As soon as she stood in the door-way, someone walked out to greet her.
Brandi stared in shock and horror. She didn't know whether the person was a male or female or an extraterrestrial. It was painfully thin and bony, like a bundle of walking sticks, with heavily tattooed arms. Dressed in loose khaki pants and sleeveless button down check shirt, it had myriads of piercings all over its face, through its nose, eyebrows, lips and ear-lobes. And it was wearing a brown trilby hat over what appeared to be a completely bald head.
Brandi stood still with her mouth open.
Berri also stood still thinking her heart would burst. There, standing in the door-way was the most beautiful creature of feminine beauty Berri had ever seen. It must surely be an Angel! She couldn't breathe!
Brandi swallowed and was first to regain her composure. "Is this the Same Sex Parental Support Group Meeting?" she asked, flashing her brilliant multi-thousand dollar smile at Berri.
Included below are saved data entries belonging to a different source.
use std::collections::{HashMap, HashSet};

use crate::ir::{Graph, TensorRef};

/// Turn an arbitrary node name into a C identifier fragment.
///
/// Characters outside `[A-Za-z0-9_]` become `_`; a leading digit gets an `n_` prefix.
pub fn mangle(name: &str) -> String {
    let mut out: String = name
        .chars()
        .map(|c| if c.is_ascii_alphanumeric() || c == '_' { c } else { '_' })
        .collect();
    if out.is_empty() {
        out.push('_');
    }
    if out.starts_with(|c: char| c.is_ascii_digit()) {
        out.insert_str(0, "n_");
    }
    out
}

/**
 * Maps graph node names to unique identifier bases and derives every
 * emitted symbol from them.
 *
 * Bases are unique ignoring case, so the upper-cased `_DATA`/`_SHIFT`
 * defines never collide either.
 */
#[derive(Debug, Default)]
pub struct SymbolTable {
    bases: HashMap<String, String>,
    taken: HashSet<String>,
}

impl SymbolTable {
    pub fn new() -> Self {
        Self::default()
    }

    /// Register every node of the graph in graph order.
    pub fn from_graph(graph: &Graph) -> Self {
        let mut table = Self::new();
        for node in graph.nodes() {
            table.intern(&node.name);
        }
        table
    }

    /// Base identifier for a node, assigning one on first sight.
    pub fn intern(&mut self, node: &str) -> &str {
        if !self.bases.contains_key(node) {
            let mangled = mangle(node);
            let mut candidate = mangled.clone();
            let mut n = 0;
            while self.taken.contains(&candidate.to_ascii_uppercase()) {
                n += 1;
                candidate = format!("{mangled}_{n}");
            }
            if n > 0 {
                log::warn!("symbol '{mangled}' for node '{node}' already taken, using '{candidate}'");
            }
            self.taken.insert(candidate.to_ascii_uppercase());
            self.bases.insert(node.to_string(), candidate);
        }
        &self.bases[node]
    }

    /// Base identifier of a registered node.
    pub fn base(&self, node: &str) -> &str {
        &self.bases[node]
    }

    /// Tensor record: `<base>_<slot>`.
    pub fn tensor(&self, t: &TensorRef) -> String {
        format!("{}_{}", self.base(&t.node), t.slot)
    }

    /// Quantized data array: `<base>_data`.
    pub fn data_array(&self, node: &str) -> String {
        format!("{}_data", self.base(node))
    }

    /// Quantized data define: `<BASE>_DATA`.
    pub fn data_define(&self, node: &str) -> String {
        format!("{}_DATA", self.base(node).to_ascii_uppercase())
    }

    /// Shift define: `<BASE>_SHIFT`.
    pub fn shift(&self, node: &str) -> String {
        format!("{}_SHIFT", self.base(node).to_ascii_uppercase())
    }

    /// Parameter record: `<base>_param`.
    pub fn param(&self, node: &str) -> String {
        format!("{}_param", self.base(node))
    }

    /// Node record: `<base>_node`.
    pub fn node_record(&self, node: &str) -> String {
        format!("{}_node", self.base(node))
    }
}

#[cfg(test)]
mod tests {
    use super::*;

    #[test]
    fn mangling() {
        assert_eq!(mangle("conv1/weights/read"), "conv1_weights_read");
        assert_eq!(mangle("fc-1.bias"), "fc_1_bias");
        assert_eq!(mangle("0_conv"), "n_0_conv");
        assert_eq!(mangle(""), "_");
    }

    #[test]
    fn collisions_get_numbered_suffixes() {
        let mut table = SymbolTable::new();
        assert_eq!(table.intern("a/b"), "a_b");
        assert_eq!(table.intern("a.b"), "a_b_1");
        assert_eq!(table.intern("a-b"), "a_b_2");
        // stable on re-intern
        assert_eq!(table.intern("a.b"), "a_b_1");
    }

    #[test]
    fn collisions_ignore_case() {
        let mut table = SymbolTable::new();
        table.intern("Conv");
        assert_eq!(table.intern("conv"), "conv_1");
        assert_eq!(table.shift("Conv"), "CONV_SHIFT");
        assert_eq!(table.shift("conv"), "CONV_1_SHIFT");
    }

    #[test]
    fn derived_names() {
        let mut table = SymbolTable::new();
        table.intern("conv1/weights");
        assert_eq!(table.tensor(&TensorRef::new("conv1/weights", 0)), "conv1_weights_0");
        assert_eq!(table.data_array("conv1/weights"), "conv1_weights_data");
        assert_eq!(table.data_define("conv1/weights"), "CONV1_WEIGHTS_DATA");
        assert_eq!(table.shift("conv1/weights"), "CONV1_WEIGHTS_SHIFT");
        assert_eq!(table.param("conv1/weights"), "conv1_weights_param");
        assert_eq!(table.node_record("conv1/weights"), "conv1_weights_node");
    }
}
Berri turned a brilliant dark red and could only stutter in reply. Suddenly, she turned on her heel and fled away from the door, through the lounge room and into the bedroom she shared with Heather. Her heart was hammering so hard, she felt faint. Vaguely she wondered if she was about to swoon or something, like all those virginal school girls in the Mills and Boon crap shit romances. Instead her legs collapsed and she fell onto the bed.
Heather was soon beside her. "What's gotten into you?" she hissed, staring down at the mulberry and tomato coloured Berri. But Berri could only grunt.
Heather stared silently for a few seconds before walking back to the front door where a bewildered Brandi still stood.
"Hello, I'm Heather, please come in will you?" she said politely, understanding at a glance what was wrong with Berri. The woman was absolutely drop-dead gorgeous! she thought, appraising Brandi's dress and make-up.
"And what is your name?" she asked, before escorting Brandi into the lounge room.
Some caution spoke to Brandi, some warning that she shouldn't identify herself as Cush's wife. With her new hairstyle and botox, Brandi knew she wouldn't be easily identified as such, so she had no hesitation in responding, "Kelly Adams is my name."
Heather escorted Brandi into the lounge room, where Brandi noted five couples and their children were already seated. Heather did the introductions and motioned Brandi to a comfortable but rather shabby old chair, draped with a faded towel.
Brandi looked eagerly at the people seated around the room. There were four lesbian couples and one gay couple. The lesbians were Trina and Micky; Deb and Corrie; Charm and Myrna, and she wasn't sure of the names of the other couple. The gay men were Tony and Ky. All had children or babies with them. Brandi noted that Tony and Ky had a very young baby.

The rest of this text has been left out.